It wasn’t standing upright the way Unit One had been; instead, it rested with three legs on the ground, like it had inside the hangar. In fact, the feet of the craft weren’t clawed like a dragon’s feet; they ended in wheels.
Kirito, Asuna, Fanatio, and Arsenal Master Sadore were standing near the head, along with one other woman, who looked about the same age as Ronie. That woman was wearing an arsenal work uniform, performing sacred arts on the craft. Ronie realized that this was the generation of wind elements for it to fly. She leaned over to her partner, who was carrying her suitcase for her.
“Hey, Tiese, do you think that’s…?”
“Oh yeah. That’s her. She was the operator of the levitating platform before it got automated.”
“Ohhh…She’s really pretty.”
“I agree, but from what I hear, she’s been alive at least as long as Deusolbert.”
“W-wow, I didn’t know…”
Kirito noticed that the two of them were talking a short distance away, and he waved a hand. “Hey, Ronie, Tiese, over here.”
“Ah…coming! Good morning!” “Morning!” They called in tandem, approaching.
The sky was still dark overhead, but now that it was outdoors, Unit Two was even bigger than Ronie had imagined. Not only were there two pilot seats, but the wings were as long as a real dragon’s, and the exhausted apertures in the back were huge. The whole thing was about 40 percent bigger than Unit One, a good seven mels long.

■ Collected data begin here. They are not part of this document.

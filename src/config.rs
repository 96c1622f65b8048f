use thiserror::Error;

pub const DEFAULT_SPOTIFY_API_BASE: &str = "https://api.spotify.com/v1";
pub const DEFAULT_SPOTIFY_ACCOUNTS_BASE: &str = "https://accounts.spotify.com";
pub const DEFAULT_YTMUSIC_API_BASE: &str = "https://music.youtube.com/youtubei/v1";

#[derive(Debug, Error)]
pub enum ConfigError {
    #[error("PORT must be a valid u16, got '{0}'")]
    InvalidPort(String),

    #[error("FRONTEND_URL is not a valid origin: '{0}'")]
    InvalidOrigin(String),
}

#[derive(Debug, Clone)]
pub struct SpotifyConfig {
    pub client_id: Option<String>,
    pub client_secret: Option<String>,
    /// Pre-issued token used instead of the client credentials exchange.
    pub bearer_token: Option<String>,
    pub api_base: String,
    pub accounts_base: String,
}

impl Default for SpotifyConfig {
    fn default() -> Self {
        Self {
            client_id: None,
            client_secret: None,
            bearer_token: None,
            api_base: DEFAULT_SPOTIFY_API_BASE.to_string(),
            accounts_base: DEFAULT_SPOTIFY_ACCOUNTS_BASE.to_string(),
        }
    }
}

#[derive(Debug, Clone)]
pub struct Config {
    pub spotify: SpotifyConfig,
    pub ytmusic_api_base: String,
    pub frontend_url: String,
    pub market: String,
    pub port: u16,
}

impl Default for Config {
    fn default() -> Self {
        Self {
            spotify: SpotifyConfig::default(),
            ytmusic_api_base: DEFAULT_YTMUSIC_API_BASE.to_string(),
            frontend_url: "http://localhost:5173".to_string(),
            market: "IN".to_string(),
            port: 8080,
        }
    }
}

impl Config {
    pub fn from_env() -> Result<Self, ConfigError> {
        Self::from_lookup(|key| std::env::var(key).ok())
    }

    /// Builds the config from any key lookup. Empty values count as unset.
    pub fn from_lookup<F>(lookup: F) -> Result<Self, ConfigError>
    where
        F: Fn(&str) -> Option<String>,
    {
        let get = |key: &str| lookup(key).filter(|v| !v.trim().is_empty());
        let defaults = Config::default();

        let spotify = SpotifyConfig {
            client_id: get("SPOTIFY_CLIENT_ID").or_else(|| get("SPOTIPY_CLIENT_ID")),
            client_secret: get("SPOTIFY_CLIENT_SECRET").or_else(|| get("SPOTIPY_CLIENT_SECRET")),
            bearer_token: get("SPOTIFY_BEARER_TOKEN"),
            api_base: get("SPOTIFY_API_BASE").unwrap_or(defaults.spotify.api_base),
            accounts_base: get("SPOTIFY_ACCOUNTS_BASE").unwrap_or(defaults.spotify.accounts_base),
        };

        let port = match get("PORT") {
            Some(raw) => raw
                .trim()
                .parse::<u16>()
                .map_err(|_| ConfigError::InvalidPort(raw))?,
            None => defaults.port,
        };

        let frontend_url = get("FRONTEND_URL").unwrap_or(defaults.frontend_url);
        if !(frontend_url.starts_with("http://") || frontend_url.starts_with("https://")) {
            return Err(ConfigError::InvalidOrigin(frontend_url));
        }

        Ok(Self {
            spotify,
            ytmusic_api_base: get("YTMUSIC_API_BASE").unwrap_or(defaults.ytmusic_api_base),
            frontend_url,
            market: get("MARKET").unwrap_or(defaults.market),
            port,
        })
    }
}
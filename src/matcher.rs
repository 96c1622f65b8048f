use tracing::info;

use crate::catalog::TargetCatalog;
use crate::migrate::MigrationError;
use crate::observer::MigrationObserver;
use crate::types::{MigrationReport, Track};

/// Resolves each track to the first song the target search returns.
///
/// Empty results and search errors become misses; the loop never retries or
/// stops early. Fails with [`MigrationError::NoMatches`] only when nothing
/// matched at all.
pub async fn match_all(
    target: &dyn TargetCatalog,
    tracks: &[Track],
    observer: &dyn MigrationObserver,
) -> Result<(Vec<String>, MigrationReport), MigrationError> {
    let mut video_ids = Vec::with_capacity(tracks.len());
    let mut report = MigrationReport::default();

    for track in tracks {
        let query = track.label();
        match target.search_songs(&query).await {
            Ok(results) => match results.into_iter().next() {
                Some(first) => {
                    observer.track_matched(track, &first.video_id);
                    video_ids.push(first.video_id);
                }
                None => {
                    observer.track_missed(track, "no results");
                    report.record_miss(query);
                }
            },
            Err(e) => {
                observer.track_missed(track, &e.to_string());
                report.record_miss(query);
            }
        }
    }

    info!("Found {} songs on YouTube Music", video_ids.len());
    if video_ids.is_empty() {
        return Err(MigrationError::NoMatches);
    }
    Ok((video_ids, report))
}
use async_trait::async_trait;

use crate::headers::HeaderSet;
use crate::spotify::SpotifyError;
use crate::types::{Privacy, Track};
use crate::ytmusic::YtMusicError;

/// Where playlists are read from.
#[async_trait]
pub trait SourceCatalog: Send + Sync {
    async fn fetch_tracks(
        &self,
        playlist_ref: &str,
        market: &str,
    ) -> Result<Vec<Track>, SpotifyError>;

    async fn fetch_playlist_name(&self, playlist_ref: &str) -> Result<String, SpotifyError>;
}

#[derive(Debug, Clone, PartialEq, Eq)]
pub struct SongResult {
    pub video_id: String,
    pub title: String,
}

/// An authenticated session on the catalog playlists are written to.
#[async_trait]
pub trait TargetCatalog: Send + Sync {
    /// Song search, in the catalog's own ranking order.
    async fn search_songs(&self, query: &str) -> Result<Vec<SongResult>, YtMusicError>;

    /// Returns the new playlist's id.
    async fn create_playlist(
        &self,
        title: &str,
        description: &str,
        privacy: Privacy,
        video_ids: &[String],
    ) -> Result<String, YtMusicError>;
}

/// Opens a per-request [`TargetCatalog`] session from user-supplied headers.
pub trait TargetConnector: Send + Sync {
    fn connect(&self, headers: &HeaderSet) -> Result<Box<dyn TargetCatalog>, YtMusicError>;
}
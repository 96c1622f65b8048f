use std::fmt;
use thiserror::Error;

/// Lines in a browser "Decoded:" dump that belong to the protobuf debug view.
const DECODED_MARKER: &str = "Decoded:";
const SKIP_PREFIXES: [&str; 4] = ["message ", "//", "repeated ", "int32 "];

/// Past this offset a `": "` is more likely inside a value than after a name.
const MAX_NAME_OFFSET: usize = 50;

#[derive(Debug, Error, PartialEq, Eq)]
pub enum HeaderError {
    #[error("Headers cannot be empty")]
    Empty,

    #[error(
        "Invalid headers format. Each header name must have a corresponding value. \
         Got {count} lines (should be even). Last line: '{last_line}'"
    )]
    Malformed { count: usize, last_line: String },
}

/// Ordered `name: value` pairs as pasted by the user.
#[derive(Debug, Clone, Default, PartialEq, Eq)]
pub struct HeaderSet {
    entries: Vec<(String, String)>,
}

impl HeaderSet {
    pub fn new() -> Self {
        Self::default()
    }

    /// Repeated names keep their first position and take the latest value.
    pub fn insert(&mut self, name: impl Into<String>, value: impl Into<String>) {
        let name = name.into();
        let value = value.into();
        match self
            .entries
            .iter_mut()
            .find(|(existing, _)| existing.eq_ignore_ascii_case(&name))
        {
            Some(entry) => entry.1 = value,
            None => self.entries.push((name, value)),
        }
    }

    pub fn get(&self, name: &str) -> Option<&str> {
        self.entries
            .iter()
            .find(|(existing, _)| existing.eq_ignore_ascii_case(name))
            .map(|(_, value)| value.as_str())
    }

    pub fn iter(&self) -> impl Iterator<Item = (&str, &str)> {
        self.entries.iter().map(|(n, v)| (n.as_str(), v.as_str()))
    }

    pub fn names(&self) -> impl Iterator<Item = &str> {
        self.entries.iter().map(|(n, _)| n.as_str())
    }

    pub fn len(&self) -> usize {
        self.entries.len()
    }

    pub fn is_empty(&self) -> bool {
        self.entries.is_empty()
    }
}

impl fmt::Display for HeaderSet {
    fn fmt(&self, f: &mut fmt::Formatter<'_>) -> fmt::Result {
        for (i, (name, value)) in self.entries.iter().enumerate() {
            if i > 0 {
                f.write_str("\n")?;
            }
            write!(f, "{}: {}", name, value)?;
        }
        Ok(())
    }
}

/// Turns a copy-pasted header blob into a [`HeaderSet`].
///
/// Accepts either canonical `name: value` lines or the alternating
/// name/value layout that browser dev tools produce, with any `Decoded:`
/// protobuf section stripped out. A real header that starts with one of the
/// skip prefixes right after a `Decoded:` block is dropped as well.
pub fn normalize(raw: &str) -> Result<HeaderSet, HeaderError> {
    if raw.trim().is_empty() {
        return Err(HeaderError::Empty);
    }

    let lines: Vec<&str> = raw
        .lines()
        .map(str::trim)
        .filter(|line| !line.is_empty())
        .collect();

    if lines.first().is_some_and(|first| is_canonical_line(first)) {
        let mut headers = HeaderSet::new();
        for &line in &lines {
            let (name, value) = line.split_once(": ").unwrap_or((line, ""));
            headers.insert(name, value);
        }
        return Ok(headers);
    }

    let kept = strip_decoded_sections(&lines);
    if kept.len() % 2 != 0 {
        return Err(HeaderError::Malformed {
            count: kept.len(),
            last_line: kept.last().map(|l| l.to_string()).unwrap_or_default(),
        });
    }

    let mut headers = HeaderSet::new();
    for pair in kept.chunks_exact(2) {
        headers.insert(pair[0], pair[1]);
    }

    if headers.is_empty() {
        return Err(HeaderError::Empty);
    }
    Ok(headers)
}

fn is_canonical_line(line: &str) -> bool {
    match line.find(": ") {
        Some(byte_pos) => {
            let pos = line[..byte_pos].chars().count();
            pos > 0 && pos < MAX_NAME_OFFSET
        }
        None => false,
    }
}

fn strip_decoded_sections<'a>(lines: &[&'a str]) -> Vec<&'a str> {
    let mut kept = Vec::with_capacity(lines.len());
    let mut skipping = false;

    for &line in lines {
        if line == DECODED_MARKER {
            skipping = true;
            continue;
        }
        if skipping {
            if is_decoded_line(line) {
                continue;
            }
            skipping = false;
        }
        kept.push(line);
    }

    kept
}

fn is_decoded_line(line: &str) -> bool {
    SKIP_PREFIXES.iter().any(|prefix| line.starts_with(prefix))
        || line == "}"
        || line.contains('{')
}
//! Nested lexical scope tracking with usage counts.
//!
//! A [`ScopeStack`] is an ordered stack of active [`Frame`]s plus the
//! binding maps of frames that have already been popped. Every operation is
//! a pure transformation: it consumes the stack and returns the updated
//! value, which lets the usage analysis thread the stack through the tree
//! inspector as a plain accumulator with no hidden state.
//!
//! A frame can temporarily *mask* a name: a masked name is invisible to the
//! usage lookup in that frame, which keeps a function's self-recursive
//! references from counting as genuine use.

use compact_str::CompactString;
use lyre_syntax::ast::Range;
use rustc_hash::{FxHashMap, FxHashSet};
use serde::Serialize;

/// Why a name was bound. Diagnostic metadata only; the analysis treats all
/// kinds the same.
#[derive(Debug, Clone, Copy, PartialEq, Eq, Serialize)]
#[serde(rename_all = "camelCase")]
pub enum VariableKind {
    /// Module-level value, function, or constructor
    TopLevel,
    /// Function or value bound by a `let` block
    Defined,
    /// Bound by a destructuring, case, or argument pattern
    Pattern,
    /// Type alias or custom type name
    Type,
}

/// One binding's bookkeeping within a frame
#[derive(Debug, Clone, Copy, PartialEq, Eq)]
pub struct ScopeEntry {
    /// How many references resolved to this binding so far
    pub uses: u32,
    pub kind: VariableKind,
    /// Where the name was bound
    pub range: Range,
}

/// Binding map of one frame, keyed by name
pub type Bindings = FxHashMap<CompactString, ScopeEntry>;

/// One lexical scope: its bindings plus the names currently masked in it
#[derive(Debug, Clone, Default)]
pub struct Frame {
    masked: FxHashSet<CompactString>,
    bindings: Bindings,
}

/// A never-referenced binding, as reported to the diagnostic layer
#[derive(Debug, Clone, PartialEq, Eq)]
pub struct UnusedBinding {
    pub name: CompactString,
    pub kind: VariableKind,
    pub range: Range,
}

/// The nested-scope accumulator threaded through a file's traversal
#[derive(Debug, Clone, Default)]
pub struct ScopeStack {
    /// Active frames; the innermost frame is the last element
    active: Vec<Frame>,
    /// Binding maps of popped frames, kept for unused reporting.
    /// Empty frames are discarded instead of retained.
    popped: Vec<Bindings>,
}

impl ScopeStack {
    pub fn new() -> Self {
        Self::default()
    }

    /// Open a new innermost frame holding `bindings`, each starting at zero
    /// uses. Duplicate names within the batch overwrite (last write wins).
    pub fn push(
        mut self,
        bindings: impl IntoIterator<Item = (CompactString, VariableKind, Range)>,
    ) -> Self {
        let mut frame = Frame::default();
        for (name, kind, range) in bindings {
            frame.bindings.insert(
                name,
                ScopeEntry {
                    uses: 0,
                    kind,
                    range,
                },
            );
        }
        self.active.push(frame);
        self
    }

    /// Close the innermost frame. Its bindings move to the popped
    /// collection unless the frame is empty; its mask is discarded.
    pub fn pop(mut self) -> Self {
        if let Some(frame) = self.active.pop() {
            if !frame.bindings.is_empty() {
                self.popped.push(frame.bindings);
            }
        }
        self
    }

    /// Hide `name` from usage lookup in the innermost frame.
    /// No-op when no frame is active.
    pub fn mask(mut self, name: &str) -> Self {
        if let Some(frame) = self.active.last_mut() {
            frame.masked.insert(CompactString::from(name));
        }
        self
    }

    /// Undo [`mask`](Self::mask) for `name` in the innermost frame
    pub fn unmask(mut self, name: &str) -> Self {
        if let Some(frame) = self.active.last_mut() {
            frame.masked.remove(name);
        }
        self
    }

    /// Record one reference to `name`.
    ///
    /// The lookup walks active frames innermost-first. A frame that masks
    /// the name is skipped entirely (its own binding stays untouched) and
    /// the search continues outward, so a masked self-reference can still
    /// flag a same-named outer binding. The first unmasked frame owning the
    /// name takes the count and ends the search. Names no frame owns are
    /// imports or primitives and are silently ignored.
    pub fn flag(mut self, name: &str) -> Self {
        for frame in self.active.iter_mut().rev() {
            if frame.masked.contains(name) {
                continue;
            }
            if let Some(entry) = frame.bindings.get_mut(name) {
                entry.uses += 1;
                break;
            }
        }
        self
    }

    /// Number of active frames
    pub fn depth(&self) -> usize {
        self.active.len()
    }

    /// Whether the outermost active frame binds `name`
    pub fn declared_at_top_level(&self, name: &str) -> bool {
        self.active
            .first()
            .is_some_and(|frame| frame.bindings.contains_key(name))
    }

    /// Never-referenced bindings across all popped frames,
    /// ordered by binding range then name
    pub fn unused_in_popped_frames(&self) -> Vec<UnusedBinding> {
        let mut unused: Vec<UnusedBinding> = self
            .popped
            .iter()
            .flat_map(|bindings| bindings.iter())
            .filter(|(_, entry)| entry.uses == 0)
            .map(|(name, entry)| UnusedBinding {
                name: name.clone(),
                kind: entry.kind,
                range: entry.range,
            })
            .collect();
        sort_unused(&mut unused);
        unused
    }

    /// Never-referenced bindings in the outermost still-active frame,
    /// ordered by binding range then name. The module-level frame is never
    /// popped, so the projection reads it in place.
    pub fn unused_in_top_frame(&self) -> Vec<UnusedBinding> {
        let mut unused: Vec<UnusedBinding> = self
            .active
            .first()
            .into_iter()
            .flat_map(|frame| frame.bindings.iter())
            .filter(|(_, entry)| entry.uses == 0)
            .map(|(name, entry)| UnusedBinding {
                name: name.clone(),
                kind: entry.kind,
                range: entry.range,
            })
            .collect();
        sort_unused(&mut unused);
        unused
    }
}

/// Frames are hash maps; sort so reported diagnostics are deterministic
fn sort_unused(unused: &mut [UnusedBinding]) {
    unused.sort_by(|a, b| a.range.cmp(&b.range).then_with(|| a.name.cmp(&b.name)));
}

Now that she was looking at it, she suddenly felt nervous about riding it, but accompanying Kirito had been her idea in the first place, so there was no use getting cold feet. She forced herself to stop thinking about the fiery end of Unit One and greeted Kirito and Asuna with a bow.
“I’m sorry. I know I’m a little late.”
“No, it’s still ten minutes to five.”
It had been quite a while since the four-thirty bell, but Kirito’s announcement about the time was quite confident. He glanced at the new sword on her left hip and smiled.
“Thanks for agreeing to watch my back, Ronie.”
“I…I will!” she stammered. She was going to say with my life, but the memory of what Asuna had said last night stopped her. Instead, she squeaked, “I’ll d-do my best!”
It was a bit childish, but it earned her warm smiles from both Kirito and Asuna. Once she had greeted Fanatio and Sadore as well, she was ready to grab her luggage from Tiese. The case was heavy, being so packed full of supplies. But where was she going to put it on the dragoncraft…?
“Kirito, I’ve finished loading the wind elements,” said a voice from behind them. Ronie and Tiese spun around to see the former operator of the levitating platform. They were struck by her delicate beauty; she seemed more suited to a church frock or some noblewoman’s dress than the sturdy work outfit of the arsenal.
“Thank you, Airy. I appreciate it,” said Kirito. The girl named Airy bowed without any change in expression, then stepped back to stand next to Sadore.
Just then, the gentle chimes of the five o’clock bells played from the cathedral. Kirito promptly clapped his hands.
“Well then, I suppose we should get going! I’ll take that case, Ronie,” he said, holding out his hands. She gave it to him, and he opened a small door on the side of the dragoncraft and stuffed it into a space that seemed designed for cargo. With that done, Ronie turned to give Tiese a big hug. They didn’t need to share any words; Ronie thought, I’ll be back before you know it, and Tiese returned the sentiment by thinking, Just come home safely.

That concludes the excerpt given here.